//! KIP-17 (non-fungible token) API.

use crate::args;
use crate::client::{Arg, Call, Encoding, Endpoint, Facade, Field, Param};
use crate::error::Error;
use crate::types::{
    ContractOptions, HttpMethod, IdentifierValue, Kip17Contract, Kip17Token, Kip17TransferRecord,
    OptionKey, Page, QueryOptions, Service, TransactionResult,
};

const CONTRACT: Field = Field::new("contract-address-or-alias", "alias", Encoding::Text);
const TOKEN_ID: Field = Field::new("token-id", "tokenId", Encoding::Id);
const PAGING: &[OptionKey] = &[OptionKey::Size, OptionKey::Cursor];

const BASE: Endpoint = Endpoint {
    service: Service::Kip17,
    ..Endpoint::BLANK
};

// ============================================================================
// Endpoints
// ============================================================================

pub const DEPLOY: Endpoint = Endpoint {
    name: "kip17.deploy",
    method: HttpMethod::Post,
    path: "/contract",
    params: &[
        Param::required("name"),
        Param::required("symbol"),
        Param::required("alias"),
        Param::polymorphic("options"),
    ],
    body_fields: &[
        Field::named("name", Encoding::Text),
        Field::named("symbol", Encoding::Text),
        Field::named("alias", Encoding::Text),
        Field::named("options", Encoding::FeePayer),
    ],
    ..BASE
};

pub const CONTRACT_LIST: Endpoint = Endpoint {
    name: "kip17.contract_list",
    path: "/contract",
    params: &[Param::object("options")],
    options: Some("options"),
    whitelist: PAGING,
    ..BASE
};

pub const GET_CONTRACT: Endpoint = Endpoint {
    name: "kip17.contract",
    path: "/contract/{contract-address-or-alias}",
    params: &[Param::required("alias")],
    path_fields: &[CONTRACT],
    ..BASE
};

pub const UPDATE_CONTRACT_OPTIONS: Endpoint = Endpoint {
    name: "kip17.update_contract_options",
    method: HttpMethod::Put,
    path: "/contract/{contract-address-or-alias}",
    params: &[Param::required("alias"), Param::polymorphic("options")],
    path_fields: &[CONTRACT],
    body_fields: &[Field::named("options", Encoding::FeePayer)],
    ..BASE
};

pub const MINT: Endpoint = Endpoint {
    name: "kip17.mint",
    method: HttpMethod::Post,
    path: "/contract/{contract-address-or-alias}/token",
    params: &[
        Param::required("alias"),
        Param::required("to"),
        Param::required("tokenId"),
        Param::required("tokenUri"),
    ],
    path_fields: &[CONTRACT],
    body_fields: &[
        Field::named("to", Encoding::Text),
        Field::new("id", "tokenId", Encoding::Id),
        Field::new("uri", "tokenUri", Encoding::Text),
    ],
    ..BASE
};

pub const TOKEN_LIST: Endpoint = Endpoint {
    name: "kip17.token_list",
    path: "/contract/{contract-address-or-alias}/token",
    params: &[Param::required("alias"), Param::object("options")],
    path_fields: &[CONTRACT],
    options: Some("options"),
    whitelist: PAGING,
    ..BASE
};

pub const GET_TOKEN: Endpoint = Endpoint {
    name: "kip17.token",
    path: "/contract/{contract-address-or-alias}/token/{token-id}",
    params: &[Param::required("alias"), Param::required("tokenId")],
    path_fields: &[CONTRACT, TOKEN_ID],
    ..BASE
};

pub const TRANSFER: Endpoint = Endpoint {
    name: "kip17.transfer",
    method: HttpMethod::Put,
    path: "/contract/{contract-address-or-alias}/token/{token-id}",
    params: &[
        Param::required("alias"),
        Param::required("sender"),
        Param::required("owner"),
        Param::required("to"),
        Param::required("tokenId"),
    ],
    path_fields: &[CONTRACT, TOKEN_ID],
    body_fields: &[
        Field::named("sender", Encoding::Text),
        Field::named("owner", Encoding::Text),
        Field::named("to", Encoding::Text),
    ],
    ..BASE
};

pub const BURN: Endpoint = Endpoint {
    name: "kip17.burn",
    method: HttpMethod::Delete,
    path: "/contract/{contract-address-or-alias}/token/{token-id}",
    params: &[
        Param::required("alias"),
        Param::required("from"),
        Param::required("tokenId"),
    ],
    path_fields: &[CONTRACT, TOKEN_ID],
    body_fields: &[Field::named("from", Encoding::Text)],
    ..BASE
};

pub const APPROVE: Endpoint = Endpoint {
    name: "kip17.approve",
    method: HttpMethod::Post,
    path: "/contract/{contract-address-or-alias}/approve/{token-id}",
    params: &[
        Param::required("alias"),
        Param::required("from"),
        Param::required("to"),
        Param::required("tokenId"),
    ],
    path_fields: &[CONTRACT, TOKEN_ID],
    body_fields: &[
        Field::named("from", Encoding::Text),
        Field::named("to", Encoding::Text),
    ],
    ..BASE
};

pub const APPROVE_ALL: Endpoint = Endpoint {
    name: "kip17.approve_all",
    method: HttpMethod::Post,
    path: "/contract/{contract-address-or-alias}/approveall",
    params: &[
        Param::required("alias"),
        Param::required("from"),
        Param::required("to"),
        Param::required("approved"),
    ],
    path_fields: &[CONTRACT],
    body_fields: &[
        Field::named("from", Encoding::Text),
        Field::named("to", Encoding::Text),
        Field::named("approved", Encoding::Plain),
    ],
    ..BASE
};

pub const TOKEN_LIST_BY_OWNER: Endpoint = Endpoint {
    name: "kip17.token_list_by_owner",
    path: "/contract/{contract-address-or-alias}/owner/{owner-address}",
    params: &[
        Param::required("alias"),
        Param::required("owner"),
        Param::object("options"),
    ],
    path_fields: &[CONTRACT, Field::new("owner-address", "owner", Encoding::Text)],
    options: Some("options"),
    whitelist: PAGING,
    ..BASE
};

pub const TRANSFER_HISTORY: Endpoint = Endpoint {
    name: "kip17.transfer_history",
    path: "/contract/{contract-address-or-alias}/token/{token-id}/history",
    params: &[
        Param::required("alias"),
        Param::required("tokenId"),
        Param::object("options"),
    ],
    path_fields: &[CONTRACT, TOKEN_ID],
    options: Some("options"),
    whitelist: PAGING,
    ..BASE
};

pub(crate) const ENDPOINTS: &[&Endpoint] = &[
    &DEPLOY,
    &CONTRACT_LIST,
    &GET_CONTRACT,
    &UPDATE_CONTRACT_OPTIONS,
    &MINT,
    &TOKEN_LIST,
    &GET_TOKEN,
    &TRANSFER,
    &BURN,
    &APPROVE,
    &APPROVE_ALL,
    &TOKEN_LIST_BY_OWNER,
    &TRANSFER_HISTORY,
];

// ============================================================================
// Kip17
// ============================================================================

/// Client for the KIP-17 API.
///
/// Create via [`Kas::kip17()`](crate::Kas::kip17). Contracts are addressed
/// by address or by the alias chosen at deployment.
///
/// # Example
///
/// ```rust,no_run
/// use kas_kit::*;
///
/// # async fn example(kas: Kas) -> Result<(), Error> {
/// let kip17 = kas.kip17()?;
///
/// let result = kip17
///     .mint("my-nft", "0x60498fEFBF1705A3Db8d7Bb5c80D5238956343e5", 1, "https://example.com/1.json")?
///     .await?;
/// println!("submitted {}", result.transaction_hash);
///
/// let token = kip17.token("my-nft", "0x1")?.await?;
/// println!("owner: {}", token.owner);
/// # Ok(())
/// # }
/// ```
#[derive(Clone, Debug)]
pub struct Kip17 {
    facade: Facade,
}

super::impl_resource!(Kip17, Service::Kip17);

impl Kip17 {
    /// Deploy a KIP-17 contract.
    pub fn deploy(
        &self,
        name: impl Into<String>,
        symbol: impl Into<String>,
        alias: impl Into<String>,
        options: impl Into<Option<ContractOptions>>,
    ) -> Result<Call<TransactionResult>, Error> {
        self.facade.prepare(
            &DEPLOY,
            args![name.into(), symbol.into(), alias.into(), options.into()],
        )
    }

    /// List the contracts deployed by this account.
    pub fn contract_list(
        &self,
        options: impl Into<Option<QueryOptions>>,
    ) -> Result<Call<Page<Kip17Contract>>, Error> {
        self.facade.prepare(&CONTRACT_LIST, args![options.into()])
    }

    pub fn contract(&self, alias: impl Into<String>) -> Result<Call<Kip17Contract>, Error> {
        self.facade.prepare(&GET_CONTRACT, args![alias.into()])
    }

    /// Replace the fee-payer options of a contract.
    pub fn update_contract_options(
        &self,
        alias: impl Into<String>,
        options: ContractOptions,
    ) -> Result<Call<Kip17Contract>, Error> {
        self.facade
            .prepare(&UPDATE_CONTRACT_OPTIONS, args![alias.into(), options])
    }

    /// Mint token `token_id` to `to`.
    pub fn mint(
        &self,
        alias: impl Into<String>,
        to: impl Into<String>,
        token_id: impl Into<IdentifierValue>,
        token_uri: impl Into<String>,
    ) -> Result<Call<TransactionResult>, Error> {
        self.facade.prepare(
            &MINT,
            args![alias.into(), to.into(), Arg::id(token_id), token_uri.into()],
        )
    }

    pub fn token_list(
        &self,
        alias: impl Into<String>,
        options: impl Into<Option<QueryOptions>>,
    ) -> Result<Call<Page<Kip17Token>>, Error> {
        self.facade
            .prepare(&TOKEN_LIST, args![alias.into(), options.into()])
    }

    pub fn token(
        &self,
        alias: impl Into<String>,
        token_id: impl Into<IdentifierValue>,
    ) -> Result<Call<Kip17Token>, Error> {
        self.facade
            .prepare(&GET_TOKEN, args![alias.into(), Arg::id(token_id)])
    }

    /// Transfer a token owned by `owner`; `sender` is the owner or an
    /// approved operator.
    pub fn transfer(
        &self,
        alias: impl Into<String>,
        sender: impl Into<String>,
        owner: impl Into<String>,
        to: impl Into<String>,
        token_id: impl Into<IdentifierValue>,
    ) -> Result<Call<TransactionResult>, Error> {
        self.facade.prepare(
            &TRANSFER,
            args![
                alias.into(),
                sender.into(),
                owner.into(),
                to.into(),
                Arg::id(token_id)
            ],
        )
    }

    pub fn burn(
        &self,
        alias: impl Into<String>,
        from: impl Into<String>,
        token_id: impl Into<IdentifierValue>,
    ) -> Result<Call<TransactionResult>, Error> {
        self.facade.prepare(
            &BURN,
            args![alias.into(), from.into(), Arg::id(token_id)],
        )
    }

    /// Approve `to` to transfer one token.
    pub fn approve(
        &self,
        alias: impl Into<String>,
        from: impl Into<String>,
        to: impl Into<String>,
        token_id: impl Into<IdentifierValue>,
    ) -> Result<Call<TransactionResult>, Error> {
        self.facade.prepare(
            &APPROVE,
            args![alias.into(), from.into(), to.into(), Arg::id(token_id)],
        )
    }

    /// Grant or revoke operator rights over every token of `from`.
    pub fn approve_all(
        &self,
        alias: impl Into<String>,
        from: impl Into<String>,
        to: impl Into<String>,
        approved: bool,
    ) -> Result<Call<TransactionResult>, Error> {
        self.facade.prepare(
            &APPROVE_ALL,
            args![alias.into(), from.into(), to.into(), approved],
        )
    }

    pub fn token_list_by_owner(
        &self,
        alias: impl Into<String>,
        owner: impl Into<String>,
        options: impl Into<Option<QueryOptions>>,
    ) -> Result<Call<Page<Kip17Token>>, Error> {
        self.facade.prepare(
            &TOKEN_LIST_BY_OWNER,
            args![alias.into(), owner.into(), options.into()],
        )
    }

    /// Ownership changes of one token, newest first.
    pub fn transfer_history(
        &self,
        alias: impl Into<String>,
        token_id: impl Into<IdentifierValue>,
        options: impl Into<Option<QueryOptions>>,
    ) -> Result<Call<Page<Kip17TransferRecord>>, Error> {
        self.facade.prepare(
            &TRANSFER_HISTORY,
            args![alias.into(), Arg::id(token_id), options.into()],
        )
    }
}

* * * *

Required action: The expected result is every line from the material above that includes "tokenUri".

Result:
        Param::required("tokenUri"),
        Field::new("uri", "tokenUri", Encoding::Text),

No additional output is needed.